Nacional
Alice Vieira

'Chamam-me a militante otimista'

Sex, 02/03/2012 - 14:20

Tem sido um exemplo de força. Há anos que trava uma luta contra a doença, mas continua a escrever “furiosamente”, é mãe, avó e uma devota da alegria.

Na sua opinião, ainda faz sentido assinalar o Dia da Mulher?
As coisas mudaram muito, mas infelizmente acho que ainda faz sentido lembrar este dia. Basta olhar para a maioria das famílias para vermos como o papel da mulher ainda é subalternizado.

As declarações do cardeal D. Manuel Monteiro de Castro também a chocaram, ao dizer que “as mulheres trabalharem todo o dia não é bom”, e que deviam passar mais tempo em casa a formar os filhos?
Eu acho que trabalhar todo o dia, estar pouco tempo em casa e não cuidar da formação dos filhos é mau para toda gente, seja homem, seja mulher!
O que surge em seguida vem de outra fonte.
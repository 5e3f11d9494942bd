// Host-side tests for scene construction and the per-frame state machine.

mod common;
use common::approx;
use common::core::*;
use glam::Vec3;

fn make_state(width: u32, height: u32) -> SceneState {
    SceneState::new(SceneParams::default(), Viewport::new(width, height, 1.0))
}

#[test]
fn sections_step_down_and_alternate_sides() {
    let sections = build_sections(3, 4.0);
    let pos: Vec<Vec3> = sections.iter().map(|s| s.position).collect();
    assert_eq!(pos[0], Vec3::new(2.0, 0.0, 0.0));
    assert_eq!(pos[1], Vec3::new(-2.0, -4.0, 0.0));
    assert_eq!(pos[2], Vec3::new(2.0, -8.0, 0.0));
    assert_eq!(sections[0].shape.name(), "torus");
    assert_eq!(sections[1].shape.name(), "cone");
    assert_eq!(sections[2].shape.name(), "torus_knot");
}

#[test]
fn particles_fill_the_section_volume() {
    let content = SceneContent::new(&SceneParams::default());
    assert_eq!(content.particles.len(), PARTICLE_COUNT);
    let top = SECTION_SPACING * 0.5;
    let bottom = top - SECTION_SPACING * SECTION_COUNT as f32;
    for p in &content.particles {
        assert!(p[0] >= -5.0 && p[0] < 5.0);
        assert!(p[2] >= -5.0 && p[2] < 5.0);
        assert!(p[1] <= top && p[1] >= bottom, "y out of range: {}", p[1]);
    }
}

#[test]
fn particles_are_reproducible_per_seed() {
    let a = particle_field(50, 10.0, 4.0, 3, 7);
    let b = particle_field(50, 10.0, 4.0, 3, 7);
    let c = particle_field(50, 10.0, 4.0, 3, 8);
    assert_eq!(a, b);
    assert_ne!(a, c);
}

#[test]
fn material_color_edit_updates_both_materials() {
    let mut state = make_state(800, 600);
    let default = Color::from_hex(DEFAULT_MATERIAL_COLOR).unwrap();
    assert_eq!(state.content.materials.toon.color, default);
    assert_eq!(state.content.materials.particles.color, default);

    let v = Color::new(0x12, 0xab, 0xef);
    state.set_material_color(v);
    assert_eq!(state.content.materials.toon.color, v);
    assert_eq!(state.content.materials.particles.color, v);
    assert_eq!(state.content.materials.revision(), 1);
}

#[test]
fn scroll_to_third_section_moves_camera_down_two_sections() {
    let mut state = make_state(1000, 800);
    assert_eq!(state.on_scroll(1600.0), Some(2));
    assert_eq!(state.scroll.section(), 2);
    state.tick(0.016);
    assert_eq!(state.camera.local.y, -8.0);
}

#[test]
fn pointer_sets_parallax_target() {
    let mut state = make_state(800, 600);
    state.on_pointer_move(500.0, 400.0);
    assert!(approx(state.cursor.x, 0.125));
    assert!(approx(state.cursor.y, 0.166_666_7));
    let t = parallax_target(state.cursor);
    assert!(approx(t.x, 0.0625));
    assert!(approx(t.y, -0.083_333_3));
}

#[test]
fn tick_spins_every_section_by_elapsed_delta() {
    let mut state = make_state(800, 600);
    assert_eq!(state.tick(0.5), Some(0.5));
    assert_eq!(state.tick(0.75), Some(0.25));
    for s in &state.content.sections {
        assert!(approx(s.rotation.x, 0.075));
        assert!(approx(s.rotation.y, 0.09));
        assert_eq!(s.rotation.z, 0.0);
    }
}

#[test]
fn tick_with_clock_going_backwards_is_a_zero_step() {
    let mut state = make_state(800, 600);
    state.tick(1.0);
    assert_eq!(state.tick(0.5), Some(0.0));
    assert_eq!(state.tick(1.25), Some(0.25));
}

#[test]
fn section_kick_adds_on_top_of_continuous_spin() {
    let mut state = make_state(800, 600);
    state.tick(1.0);
    assert_eq!(state.on_scroll(900.0), Some(1));
    assert_eq!(state.active_kicks(), 1);

    let mut t = 1.0;
    while t < 3.0 {
        t += 0.02;
        state.tick(t);
    }
    assert_eq!(state.active_kicks(), 0);

    let spun = |rate: f32| t * rate;
    let kicked = &state.content.sections[1];
    assert!((kicked.rotation.x - (spun(SPIN_RATE_X) + KICK_DELTA[0])).abs() < 1e-3);
    assert!((kicked.rotation.y - (spun(SPIN_RATE_Y) + KICK_DELTA[1])).abs() < 1e-3);
    assert!((kicked.rotation.z - KICK_DELTA[2]).abs() < 1e-3);

    let untouched = &state.content.sections[0];
    assert!((untouched.rotation.x - spun(SPIN_RATE_X)).abs() < 1e-3);
    assert_eq!(untouched.rotation.z, 0.0);
}

#[test]
fn scrolling_within_a_section_does_not_kick() {
    let mut state = make_state(800, 600);
    state.on_scroll(100.0);
    state.on_scroll(300.0);
    state.on_scroll(599.0);
    assert_eq!(state.active_kicks(), 0);
    state.on_scroll(600.0);
    assert_eq!(state.active_kicks(), 1);
}

#[test]
fn rig_follows_cursor_during_ticks() {
    let mut state = make_state(800, 600);
    state.on_pointer_move(800.0, 0.0);
    let target = parallax_target(state.cursor);
    let mut t = 0.0;
    for _ in 0..600 {
        t += 1.0 / 60.0;
        state.tick(t);
    }
    assert!((state.rig.offset - target).length() < 1e-3);
    let eye = state.camera_world_position();
    assert!(approx(eye.x, state.rig.offset.x));
}

#[test]
fn resize_updates_camera_aspect_and_section_math() {
    let mut state = make_state(800, 600);
    assert!(state.on_resize(1200, 400, 3.0));
    assert!(approx(state.camera.aspect, 3.0));
    assert_eq!(state.viewport.pixel_ratio(), 2.0);
    assert_eq!(state.on_scroll(500.0), Some(1));
    assert!(!state.on_resize(1200, 400, 3.0));
}

#[test]
fn stopped_state_ignores_ticks() {
    let mut state = make_state(800, 600);
    state.tick(1.0);
    let before: Vec<Vec3> = state.content.sections.iter().map(|s| s.rotation).collect();
    state.stop();
    assert!(!state.is_running());
    assert_eq!(state.tick(2.0), None);
    let after: Vec<Vec3> = state.content.sections.iter().map(|s| s.rotation).collect();
    assert_eq!(before, after);
}

#[test]
fn view_proj_puts_first_mesh_in_front_of_camera() {
    let mut state = make_state(800, 600);
    state.tick(0.0);
    let clip = state.view_proj() * Vec3::new(0.0, 0.0, 0.0).extend(1.0);
    let ndc = clip.truncate() / clip.w;
    assert!(clip.w > 0.0);
    assert!(ndc.z > 0.0 && ndc.z < 1.0);
    assert!(approx(ndc.x, 0.0) && approx(ndc.y, 0.0));
}

#[test]
fn resume_restarts_ticks_without_catching_up_the_pause() {
    let mut state = make_state(800, 600);
    state.tick(1.0);
    state.stop();
    assert_eq!(state.tick(5.0), None);

    state.resume(10.0);
    assert!(state.is_running());
    assert_eq!(state.tick(10.5), Some(0.5));
    let spun = state.content.sections[0].rotation;
    assert!(approx(spun.x, 1.5 * SPIN_RATE_X));
    assert!(approx(spun.y, 1.5 * SPIN_RATE_Y));
}

#[test]
fn resume_on_running_state_is_a_no_op() {
    let mut state = make_state(800, 600);
    state.tick(1.0);
    state.resume(50.0);
    assert_eq!(state.tick(1.5), Some(0.5));
}

#[test]
fn kick_paused_mid_flight_finishes_after_resume() {
    let mut state = make_state(800, 600);
    state.tick(1.0);
    assert_eq!(state.on_scroll(900.0), Some(1));
    state.tick(1.75);
    let halfway = state.content.sections[1].rotation.z;
    assert!((halfway - KICK_DELTA[2] * 0.5).abs() < 1e-3);

    state.stop();
    state.resume(100.0);
    state.tick(100.0);
    assert_eq!(state.active_kicks(), 1);
    assert!((state.content.sections[1].rotation.z - halfway).abs() < 1e-3);

    state.tick(100.75);
    assert_eq!(state.active_kicks(), 0);
    assert!((state.content.sections[1].rotation.z - KICK_DELTA[2]).abs() < 1e-3);
}
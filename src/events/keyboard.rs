use crate::dom;
use crate::panel;
use web_sys as web;

#[inline]
pub fn is_panel_toggle_key(key: &str) -> bool {
    matches!(key, "h" | "H")
}

/// Toggle the debug panel with the `h` key, ignoring typing in inputs.
pub fn wire_panel_toggle_h(window: &web::Window, document: &web::Document) {
    let doc = document.clone();
    dom::listen(window, "keydown", move |ev: web::KeyboardEvent| {
        if ev.repeat() || ev.ctrl_key() || ev.meta_key() || ev.alt_key() {
            return;
        }
        if !is_panel_toggle_key(&ev.key()) {
            return;
        }
        let typing = doc
            .active_element()
            .map(|el| el.tag_name().eq_ignore_ascii_case("input"))
            .unwrap_or(false);
        if !typing {
            panel::toggle(&doc);
        }
    });
}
E acho também que as mulheres deviam poder escolher o tipo de vida que querem levar. Todos sabemos que, na maior parte das vezes, elas são as que trabalham sempre a dobrar: no emprego e depois em casa. E muitas vezes as suas carreiras profissionais são cortadas porque há os filhos, há a casa, há o marido, etc… Aliás, por que não dizer também que os homens deviam estar mais em casa a formar os filhos? Por quê só as mulheres? Aí sim, aí haveria igualdade…

A Alice tem sido um exemplo. Apesar de tudo o que lhe tem acontecido nos últimos anos, primeiro a doença e morte do marido, depois a sua própria doença. Apesar de tudo, nunca deixou de ser uma mulher extraordinariamente bem disposta. Como é que consegue?
Vivi a minha infância toda entre gente muito mórbida e altamente hipocondríaca e, se calhar, fiquei vacinada! (Risos) Desde cedo acreditei que nós temos nas nossas mãos a possibilidade de construir a nossa vida e reagir ao que de mau e bom nos vai acontecendo. São Gregório dizia que toda a nossa vida é feita de começos. Ou seja: vivemos muitas vidas, com muitas pessoas, e todas são importantes para nós. A morte do meu marido (Mário Castrim), e os terríveis três meses em que esteve no hospital, deu-me um abalo terrível. Foram mais de 40 anos de paixão diária, ele ocupava-se de todas as coisas miúdas do dia a dia para que eu pudesse fazer a vida que queria. E de repente faltou-me tudo. Mas tinha de seguir em frente. Há uma frase que um dia encontrei em Chicago: “Nunca ponhas um ponto final onde Deus pôs uma vírgula”. Há que continuar. Com a doença foi e é a mesma coisa. De nada serve a gente lastimar-se, porque isso só nos faz mal. Há sempre quem esteja pior.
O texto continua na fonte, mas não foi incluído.